The draft lottery is a concept used by WWE to improve its weekly television ratings of Raw, SmackDown! and ECW. The WWE yet again used the concept in 2007, to improve its television ratings. The 2007 WWE draft was the first official draft lottery to take place in WWE since the 2005 WWE draft lottery.

==Selections==

===Televised draft===

====Matches====
During the program, representatives from the Raw, ECW, and SmackDown! brands were involved in matches that determined which brand received a draft pick. Overall, there were 9 matches, of which
SmackDown! got four, Raw got three and ECW got two.

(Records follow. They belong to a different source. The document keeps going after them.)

//! XML serializer.
//!
//! Serializes a `Document` tree into well-formed UTF-8 XML text, optionally
//! pointing its DOCTYPE at a different external subset.

use std::fmt::Write;

use crate::tree::{Document, NodeId, NodeKind};

/// Options controlling XML serialization output.
///
/// # Examples
///
/// ```
/// use xmlvalidator::Document;
/// use xmlvalidator::serial::{serialize_with_options, SerializeOptions};
///
/// let doc = Document::parse_str("<root><child>Hello</child></root>").unwrap();
/// let xml = serialize_with_options(&doc, &SerializeOptions::default().doctype_system("r.dtd"));
/// assert!(xml.contains("<!DOCTYPE root SYSTEM \"r.dtd\">"));
/// ```
#[derive(Debug, Clone, Default)]
pub struct SerializeOptions {
    /// When set, the DOCTYPE is written as `<!DOCTYPE root SYSTEM "id">`
    /// with this system identifier, replacing any public identifier and
    /// internal subset. A DOCTYPE is added if the document has none.
    pub doctype_system: Option<String>,
}

impl SerializeOptions {
    /// Forces the DOCTYPE's system identifier.
    #[must_use]
    pub fn doctype_system(mut self, system_id: &str) -> Self {
        self.doctype_system = Some(system_id.to_owned());
        self
    }
}

/// Serializes a document to an XML string.
///
/// # Examples
///
/// ```
/// use xmlvalidator::Document;
/// use xmlvalidator::serial::serialize;
///
/// let doc = Document::parse_str("<root><child>Hello</child></root>").unwrap();
/// let xml = serialize(&doc);
/// assert!(xml.contains("<root><child>Hello</child></root>"));
/// ```
#[must_use]
pub fn serialize(doc: &Document) -> String {
    serialize_with_options(doc, &SerializeOptions::default())
}

/// Serializes a document to an XML string with the given options.
///
/// The output always starts with an XML declaration naming `UTF-8`, since
/// that is the encoding of the returned string. Each top-level node is
/// followed by a newline.
#[must_use]
pub fn serialize_with_options(doc: &Document, options: &SerializeOptions) -> String {
    let mut out = String::new();

    let version = doc.version.as_deref().unwrap_or("1.0");
    let _ = write!(out, "<?xml version=\"{version}\" encoding=\"UTF-8\"");
    if let Some(standalone) = doc.standalone {
        out.push_str(if standalone {
            " standalone=\"yes\""
        } else {
            " standalone=\"no\""
        });
    }
    out.push_str("?>\n");

    let mut doctype_written = false;
    for child in doc.children(doc.root()) {
        match &doc.node(child).kind {
            NodeKind::DocumentType { name, .. } if options.doctype_system.is_some() => {
                write_doctype(&mut out, name, None, options.doctype_system.as_deref(), None);
                doctype_written = true;
            }
            NodeKind::Element { .. } if !doctype_written => {
                if let Some(system_id) = options.doctype_system.as_deref() {
                    let root_name = doc.qualified_name(child).unwrap_or_default();
                    write_doctype(&mut out, &root_name, None, Some(system_id), None);
                    out.push('\n');
                }
                doctype_written = true;
                serialize_node(doc, child, &mut out);
            }
            NodeKind::DocumentType { .. } => {
                doctype_written = true;
                serialize_node(doc, child, &mut out);
            }
            _ => serialize_node(doc, child, &mut out),
        }
        out.push('\n');
    }

    out
}

fn serialize_node(doc: &Document, id: NodeId, out: &mut String) {
    match &doc.node(id).kind {
        NodeKind::Element {
            name,
            prefix,
            attributes,
            ..
        } => {
            out.push('<');
            write_qname(out, prefix.as_deref(), name);
            for attr in attributes {
                out.push(' ');
                write_qname(out, attr.prefix.as_deref(), &attr.name);
                out.push_str("=\"");
                write_escaped_attr(out, &attr.value);
                out.push('"');
            }

            if doc.first_child(id).is_none() {
                out.push_str("/>");
                return;
            }
            out.push('>');
            for child in doc.children(id) {
                serialize_node(doc, child, out);
            }
            out.push_str("</");
            write_qname(out, prefix.as_deref(), name);
            out.push('>');
        }
        NodeKind::Text { content } => write_escaped_text(out, content),
        NodeKind::CData { content } => {
            out.push_str("<![CDATA[");
            out.push_str(content);
            out.push_str("]]>");
        }
        NodeKind::Comment { content } => {
            out.push_str("<!--");
            out.push_str(content);
            out.push_str("-->");
        }
        NodeKind::ProcessingInstruction { target, data } => {
            out.push_str("<?");
            out.push_str(target);
            if let Some(d) = data {
                out.push(' ');
                out.push_str(d);
            }
            out.push_str("?>");
        }
        NodeKind::EntityRef { name } => {
            out.push('&');
            out.push_str(name);
            out.push(';');
        }
        NodeKind::DocumentType {
            name,
            system_id,
            public_id,
            internal_subset,
        } => write_doctype(
            out,
            name,
            public_id.as_deref(),
            system_id.as_deref(),
            internal_subset.as_deref(),
        ),
        NodeKind::Document => {}
    }
}

fn write_qname(out: &mut String, prefix: Option<&str>, local: &str) {
    if let Some(prefix) = prefix {
        out.push_str(prefix);
        out.push(':');
    }
    out.push_str(local);
}

fn write_doctype(
    out: &mut String,
    name: &str,
    public_id: Option<&str>,
    system_id: Option<&str>,
    internal_subset: Option<&str>,
) {
    out.push_str("<!DOCTYPE ");
    out.push_str(name);
    match (public_id, system_id) {
        (Some(public_id), Some(system_id)) => {
            let _ = write!(out, " PUBLIC \"{public_id}\" ");
            write_system_literal(out, system_id);
        }
        (None, Some(system_id)) => {
            out.push_str(" SYSTEM ");
            write_system_literal(out, system_id);
        }
        _ => {}
    }
    if let Some(subset) = internal_subset {
        out.push_str(" [");
        out.push_str(subset);
        out.push(']');
    }
    out.push('>');
}

/// A system literal cannot contain both quote characters, so pick the one
/// it does not use.
fn write_system_literal(out: &mut String, literal: &str) {
    let quote = if literal.contains('"') { '\'' } else { '"' };
    out.push(quote);
    out.push_str(literal);
    out.push(quote);
}

/// Escapes character data: `&`, `<`, `>`, and `\r` (which a parser would
/// otherwise normalize away).
fn write_escaped_text(out: &mut String, text: &str) {
    for ch in text.chars() {
        match ch {
            '&' => out.push_str("&amp;"),
            '<' => out.push_str("&lt;"),
            '>' => out.push_str("&gt;"),
            '\r' => out.push_str("&#13;"),
            _ => out.push(ch),
        }
    }
}

/// Escapes an attribute value. Whitespace characters other than space are
/// written as character references so attribute-value normalization on
/// re-parse leaves them intact.
fn write_escaped_attr(out: &mut String, text: &str) {
    for ch in text.chars() {
        match ch {
            '&' => out.push_str("&amp;"),
            '<' => out.push_str("&lt;"),
            '>' => out.push_str("&gt;"),
            '"' => out.push_str("&quot;"),
            '\t' => out.push_str("&#9;"),
            '\n' => out.push_str("&#10;"),
            '\r' => out.push_str("&#13;"),
            _ => out.push(ch),
        }
    }
}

| No. | Results | Stipulations |
|---|---|---|
| 1 | Edge (SmackDown!) defeated John Cena (Raw) | Singles match for 1 draft pick |
| 2 | CM Punk (ECW) defeated Carlito (Raw) | Singles match for 1 draft pick |
| 3 | Umaga (Raw) defeated Balls Mahoney (ECW) | Singles match for 1 draft pick |
| 4 | Bobby Lashley (ECW) defeated Chris Benoit (SmackDown!) | Singles match for 1 draft pick |
| 5 | MVP (SmackDown!) defeated Santino Marella (Raw) | Singles match for 1 draft pick |
| 6 | The Miz (SmackDown!) defeated Snitsky (ECW)^{1} | Singles match for 1 draft pick |
| 7 | Candice Michelle (Raw) defeated Kristal Marshall (SmackDown!) | Singles match for 1 draft pick |
| 8 | Batista (SmackDown!) defeated Elijah Burke (ECW) and Jeff Hardy (Raw) | Triple Threat match for 1 draft pick |
| 9 | Randy Orton (Raw) won by last eliminating Matt Hardy (SmackDown!)^{8} | Tri-branded 15-man Battle royal for 2 draft picks |

====Selections====

| Pick No. | Brand (to) | Employee | Role | Brand (from) |
|---|---|---|---|---|
| 1 | SmackDown! | The Great Khali | Male wrestler | Raw |
| 2 | ECW | The Boogeyman | Male wrestler | SmackDown! |
| 3 | Raw | King Booker and Queen Sharmell^{2} | Male/female wrestler | SmackDown! |
| 4 | ECW | Chris Benoit | Male wrestler | SmackDown! |
| 5 | SmackDown! | Torrie Wilson | Female wrestler | Raw |
| 6 | SmackDown! | Chris Masters | Male wrestler | Raw |
| 7 | Raw | Bobby Lashley^{3} | Male wrestler | ECW |
| 8 | SmackDown! | Ric Flair | Male wrestler | Raw |
| 9 | Raw | Snitsky | Male wrestler | ECW |
| 10 | Raw | Mr. Kennedy | Male wrestler | SmackDown! |

===Supplemental draft===

| Pick No. | Brand (to) | Employee | Role | Brand (from) |
|---|---|---|---|---|
| 11 | Raw | Paul London and Brian Kendrick^{4} | Male tag team | SmackDown! |
| 12 | SmackDown! | Kenny Dykstra | Male wrestler | Raw |
| 13 | ECW | Viscera^{5} | Male wrestler | Raw |
| 14 | Raw | The Sandman | Male wrestler | ECW |
| 15 | SmackDown! | Hardcore Holly^{6} | Male wrestler | ECW |
| 16 | ECW | The Miz | Male wrestler | SmackDown! |
| 17 | Raw | Daivari | Male wrestler | SmackDown! |
| 18 | SmackDown! | Bret Major and Brian Major^{4} | Male tag team | ECW |
| 19 | Raw | William Regal | Male wrestler | SmackDown! |
| 20 | SmackDown! | Victoria | Female wrestler | Raw |
| 21 | Raw | Jillian | Female wrestler | SmackDown! |
| 22 | SmackDown! | Eugene | Male wrestler | Raw |
| 23 | ECW | Johnny Nitro^{7} | Male wrestler | Raw |

- 1 – The referee reversed his decision to give The Miz the win due to Snitsky ignoring the referee whilst attacking Miz.
- 2 – This person was drafted alongside the drafted wrestler.
- 3 – Bobby Lashley was stripped of the ECW World Championship after being drafted to Raw, vacating the title as a result.
- 4 – Both members of the tag team were drafted in unison.
- 5 – Viscera would debut on the July 10 episode of ECW repackaged as Big Daddy V.
- 6 – Hardcore Holly made his re-debut on Raw rather than SmackDown!.
- 7 – Weeks after his ECW debut, Johnny Nitro would repackage himself as John Morrison.
- 8 - Other match participants: Raw; Johnny Nitro, Eugene, Kenny Dykstra, and Viscera. SmackDown!; Chris Masters, Mark Henry, Chavo Guerrero, and William Regal. ECW; Tommy Dreamer, The Sandman, Marcus Cor Von, Kevin Thorn, and Matt Striker.

==Aftermath==
The 2007 draft lottery provided WWE's three brands with new wrestlers, allowing for new storylines and rivalries. Television ratings for WWE increased, as Raw, SmackDown!, and ECW became the most watched programs on their respective television networks in the summer of 2007. Four months after the draft, on October 16, 2007, it was announced that ECW and SmackDown! would have a talent exchange that would allow wrestlers from their respective brands to compete on either brand.